Jones is a family physician and epidemiologist whose work focuses on naming, measuring, and addressing the effects of racism on the health and well-being of the nation. She seeks to broaden the national health debate to include not only universal access to high-quality health care, but also the social determinants of health (including poverty) and the social determinants of equity (including racism).

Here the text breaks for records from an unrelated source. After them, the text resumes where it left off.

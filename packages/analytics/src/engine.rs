//! Context object tying the analytics executor to a worker pool.

use std::sync::Arc;

use chrono::NaiveDate;
use crime_insight_analytics_models::{
    AnalysisReport, Anomaly, CityStats, CrimeTypeStats, EnsemblePrediction, HourRisk, Pattern,
    Prediction, TrendReport,
};
use crime_insight_worker::{PoolStats, ProgressCallback, TaskHandle, WorkerPool, null_progress};

use crate::AnalyticsError;
use crate::config::{EngineConfig, HourSplit};
use crate::ensemble::DemographicProfile;
use crate::jobs::{AnalyticsExecutor, AnalyticsJob, AnalyticsOutput, Dataset};

/// Owns the worker pool that runs analytics jobs.
///
/// Construct one per process (or per test) and pass it where needed.
pub struct AnalyticsEngine {
    config: Arc<EngineConfig>,
    pool: WorkerPool<AnalyticsExecutor>,
}

impl AnalyticsEngine {
    /// Validates `config` and starts the pool.
    ///
    /// # Errors
    ///
    /// Returns [`AnalyticsError::Config`] if `config` is invalid.
    ///
    /// # Panics
    ///
    /// Panics if called outside a tokio runtime.
    pub fn new(config: EngineConfig) -> Result<Self, AnalyticsError> {
        config.validate()?;
        let config = Arc::new(config);
        let pool = WorkerPool::new(AnalyticsExecutor::new(Arc::clone(&config)), &config.pool);
        Ok(Self { config, pool })
    }

    /// The validated configuration shared with every execution unit.
    #[must_use]
    pub fn config(&self) -> &EngineConfig {
        &self.config
    }

    /// Number of execution units.
    #[must_use]
    pub const fn pool_size(&self) -> usize {
        self.pool.size()
    }

    /// Submits a job and returns its handle.
    ///
    /// # Errors
    ///
    /// Returns [`AnalyticsError::Scheduler`] after [`Self::terminate`].
    pub fn submit(&self, job: AnalyticsJob) -> Result<TaskHandle<AnalyticsOutput>, AnalyticsError> {
        log::debug!("Submitting {} job", job.name());
        Ok(self.pool.submit(job)?)
    }

    /// Submits a job and waits for it, forwarding progress.
    ///
    /// # Errors
    ///
    /// Returns [`AnalyticsError::Scheduler`] if the pool is terminated and
    /// [`AnalyticsError::Task`] if the task fails.
    pub async fn run(
        &self,
        job: AnalyticsJob,
        progress: Arc<dyn ProgressCallback>,
    ) -> Result<AnalyticsOutput, AnalyticsError> {
        Ok(self.submit(job)?.watch(progress).await?)
    }

    /// Snapshot of idle, busy and queued counts.
    ///
    /// # Errors
    ///
    /// Returns [`AnalyticsError::Scheduler`] after [`Self::terminate`].
    pub async fn stats(&self) -> Result<PoolStats, AnalyticsError> {
        Ok(self.pool.stats().await?)
    }

    /// Fails all outstanding work and stops the pool.
    pub async fn terminate(&self) {
        log::info!("Terminating analytics engine");
        self.pool.terminate().await;
    }

    async fn run_quiet(&self, job: AnalyticsJob) -> Result<AnalyticsOutput, AnalyticsError> {
        self.run(job, null_progress()).await
    }

    /// Per-city totals and safety ratings.
    ///
    /// # Errors
    ///
    /// See [`Self::run`].
    pub async fn city_stats(&self, dataset: &Dataset) -> Result<Vec<CityStats>, AnalyticsError> {
        match self
            .run_quiet(AnalyticsJob::ScoreCities {
                dataset: dataset.clone(),
            })
            .await?
        {
            AnalyticsOutput::Cities(stats) => Ok(stats),
            _ => Err(unexpected("cities")),
        }
    }

    /// Risk level of each hour; `None` uses the configured split.
    ///
    /// # Errors
    ///
    /// See [`Self::run`].
    pub async fn hour_risks(
        &self,
        dataset: &Dataset,
        split: Option<HourSplit>,
    ) -> Result<Vec<HourRisk>, AnalyticsError> {
        match self
            .run_quiet(AnalyticsJob::ClassifyHours {
                dataset: dataset.clone(),
                split,
            })
            .await?
        {
            AnalyticsOutput::Hours(hours) => Ok(hours),
            _ => Err(unexpected("hours")),
        }
    }

    /// Per-crime-type counts and shares.
    ///
    /// # Errors
    ///
    /// See [`Self::run`].
    pub async fn crime_types(
        &self,
        dataset: &Dataset,
    ) -> Result<Vec<CrimeTypeStats>, AnalyticsError> {
        match self
            .run_quiet(AnalyticsJob::CrimeTypes {
                dataset: dataset.clone(),
            })
            .await?
        {
            AnalyticsOutput::CrimeTypes(stats) => Ok(stats),
            _ => Err(unexpected("crimeTypes")),
        }
    }

    /// Frequency-based prediction for `city` at `hour`.
    ///
    /// # Errors
    ///
    /// See [`Self::run`].
    pub async fn predict(
        &self,
        dataset: &Dataset,
        city: &str,
        hour: u8,
    ) -> Result<Prediction, AnalyticsError> {
        match self
            .run_quiet(AnalyticsJob::Predict {
                dataset: dataset.clone(),
                city: city.to_string(),
                hour,
            })
            .await?
        {
            AnalyticsOutput::Prediction(prediction) => Ok(prediction),
            _ => Err(unexpected("prediction")),
        }
    }

    /// Weighted ensemble of the temporal, spatial and demographic models.
    ///
    /// # Errors
    ///
    /// See [`Self::run`].
    pub async fn ensemble(
        &self,
        dataset: &Dataset,
        city: &str,
        hour: u8,
        date: NaiveDate,
        profile: DemographicProfile,
    ) -> Result<EnsemblePrediction, AnalyticsError> {
        match self
            .run_quiet(AnalyticsJob::Ensemble {
                dataset: dataset.clone(),
                city: city.to_string(),
                hour,
                date,
                profile,
            })
            .await?
        {
            AnalyticsOutput::Ensemble(prediction) => Ok(prediction),
            _ => Err(unexpected("ensemble")),
        }
    }

    /// Distribution shifts of `current` relative to `baseline`.
    ///
    /// # Errors
    ///
    /// See [`Self::run`].
    pub async fn anomalies(
        &self,
        current: &Dataset,
        baseline: &Dataset,
    ) -> Result<Vec<Anomaly>, AnalyticsError> {
        match self
            .run_quiet(AnalyticsJob::DetectAnomalies {
                current: current.clone(),
                baseline: baseline.clone(),
            })
            .await?
        {
            AnalyticsOutput::Anomalies(anomalies) => Ok(anomalies),
            _ => Err(unexpected("anomalies")),
        }
    }

    /// Weekend and summer pattern rules that fire on `dataset`.
    ///
    /// # Errors
    ///
    /// See [`Self::run`].
    pub async fn patterns(&self, dataset: &Dataset) -> Result<Vec<Pattern>, AnalyticsError> {
        match self
            .run_quiet(AnalyticsJob::DetectPatterns {
                dataset: dataset.clone(),
            })
            .await?
        {
            AnalyticsOutput::Patterns(patterns) => Ok(patterns),
            _ => Err(unexpected("patterns")),
        }
    }

    /// First versus second half-year trends, overall and per city.
    ///
    /// # Errors
    ///
    /// See [`Self::run`].
    pub async fn trends(&self, dataset: &Dataset) -> Result<TrendReport, AnalyticsError> {
        match self
            .run_quiet(AnalyticsJob::AnalyzeTrends {
                dataset: dataset.clone(),
            })
            .await?
        {
            AnalyticsOutput::Trends(trends) => Ok(trends),
            _ => Err(unexpected("trends")),
        }
    }

    /// Every analysis over `dataset` in one pass.
    ///
    /// # Errors
    ///
    /// See [`Self::run`].
    pub async fn report(&self, dataset: &Dataset) -> Result<AnalysisReport, AnalyticsError> {
        match self
            .run_quiet(AnalyticsJob::FullReport {
                dataset: dataset.clone(),
            })
            .await?
        {
            AnalyticsOutput::Report(report) => Ok(report),
            _ => Err(unexpected("report")),
        }
    }
}

const fn unexpected(expected: &'static str) -> AnalyticsError {
    AnalyticsError::UnexpectedOutput { expected }
}

#[cfg(test)]
mod tests {
    use crime_insight_incident_models::RiskLevel;
    use crime_insight_worker::{SchedulerError, TaskError, TaskEvent};

    use super::*;
    use crate::config::EnsembleConfig;
    use crate::test_support::at_hour;

    fn dataset() -> Dataset {
        Dataset::new(vec![
            at_hour("A", "Theft", 10),
            at_hour("A", "Theft", 10),
            at_hour("A", "Theft", 22),
        ])
    }

    #[tokio::test]
    async fn predicts_through_the_pool() {
        let engine = AnalyticsEngine::new(EngineConfig::default()).unwrap();
        let prediction = engine.predict(&dataset(), "A", 10).await.unwrap();

        assert_eq!(prediction.predicted_crime_type.as_deref(), Some("Theft"));
        assert_eq!(prediction.historical_evidence.same_hour_crimes, 2);
        assert_eq!(prediction.historical_evidence.based_on_records, 3);
        engine.terminate().await;
    }

    #[tokio::test]
    async fn empty_dataset_predicts_no_data() {
        let engine = AnalyticsEngine::new(EngineConfig::default()).unwrap();
        let prediction = engine.predict(&Dataset::new(Vec::new()), "A", 10).await.unwrap();

        assert!(prediction.probability.abs() < f64::EPSILON);
        assert!(prediction.confidence.abs() < f64::EPSILON);
        assert_eq!(prediction.risk_level, RiskLevel::Low);
        assert!(prediction.recommendations[0].contains("No historical data"));
        engine.terminate().await;
    }

    #[tokio::test]
    async fn typed_helpers_cover_every_job() {
        let engine = AnalyticsEngine::new(EngineConfig::default()).unwrap();
        let data = dataset();
        let date = NaiveDate::from_ymd_opt(2023, 3, 15).unwrap();

        assert_eq!(engine.city_stats(&data).await.unwrap().len(), 1);
        assert_eq!(engine.hour_risks(&data, None).await.unwrap().len(), 24);
        assert_eq!(engine.crime_types(&data).await.unwrap()[0].crime_type, "Theft");
        let ensemble = engine
            .ensemble(&data, "A", 10, date, DemographicProfile::default())
            .await
            .unwrap();
        assert_eq!(ensemble.models.len(), 3);
        assert!(engine.anomalies(&data, &data).await.unwrap().is_empty());
        assert!(engine.patterns(&data).await.unwrap().is_empty());
        assert_eq!(engine.trends(&data).await.unwrap().overall.first_half, 3);
        assert_eq!(engine.report(&data).await.unwrap().total_records, 3);
        engine.terminate().await;
    }

    #[tokio::test]
    async fn submit_reports_progress_before_completion() {
        let engine = AnalyticsEngine::new(EngineConfig::default()).unwrap();
        let mut handle = engine
            .submit(AnalyticsJob::FullReport { dataset: dataset() })
            .unwrap();

        let mut saw_progress = false;
        while let Some(event) = handle.next_event().await {
            match event {
                TaskEvent::Progress { fraction, .. } => {
                    assert!((0.0..=1.0).contains(&fraction));
                    saw_progress = true;
                }
                TaskEvent::Completed(AnalyticsOutput::Report(report)) => {
                    assert_eq!(report.total_records, 3);
                    break;
                }
                TaskEvent::Completed(other) => panic!("unexpected output {other:?}"),
                TaskEvent::Failed(error) => panic!("task failed: {error}"),
                TaskEvent::Queued { .. } | TaskEvent::Dispatched { .. } => {}
            }
        }
        assert!(saw_progress);
        engine.terminate().await;
    }

    #[tokio::test]
    async fn terminated_engine_rejects_work() {
        let engine = AnalyticsEngine::new(EngineConfig::default()).unwrap();
        engine.terminate().await;

        let err = engine.predict(&dataset(), "A", 10).await.unwrap_err();
        assert!(matches!(
            err,
            AnalyticsError::Scheduler(SchedulerError::Terminated)
                | AnalyticsError::Task(TaskError::Shutdown)
        ));
        assert!(engine.stats().await.is_err());
    }

    #[test]
    fn rejects_invalid_config() {
        let config = EngineConfig {
            ensemble: EnsembleConfig {
                temporal_weight: 1.0,
                spatial_weight: 1.0,
                demographic_weight: 1.0,
            },
            ..EngineConfig::default()
        };
        assert!(matches!(
            AnalyticsEngine::new(config),
            Err(AnalyticsError::Config { .. })
        ));
    }
}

Jones was an assistant professor at the Harvard School of Public Health (1994–2000) before being recruited to the Centers for Disease Control and Prevention (2000–2014), where she served as a medical officer and research director on social determinants of health and equity. She is currently an adjunct professor at the Rollins School of Public Health at Emory University and an adjunct associate professor at the Morehouse School of Medicine. She is the recipient of numerous prestigious awards in the health field.
Nergis Mavalvala ’90
Nergis Mavalvala is an astrophysicist working on the detection of gravitational waves and quantum measurement science. Currently Marble Professor of Astrophysics and associate department head of physics at Massachusetts Institute of Technology, she is a longtime member of the scientific team that announced in 2016 the first direct detection of gravitational waves from colliding black holes by the Laser Interferometer Gravitational-Wave Observatory (LIGO). The team’s groundbreaking work on gravitational wave detection fulfilled the last prediction of Einstein’s general theory of relativity.
In the quest for ever greater sensitivity in the LIGO detectors, Mavalvala has conducted pioneering experiments on generation and application of exotic quantum states of light, and on laser cooling and trapping of macroscopic objects to enable observation of quantum phenomena that usually manifest at the atomic scale in human-scale systems.
The recipient of numerous honors, Mavalvala was awarded a MacArthur Fellowship (also known as a “genius grant”) in 2010 and elected to the National Academy of Sciences in 2017.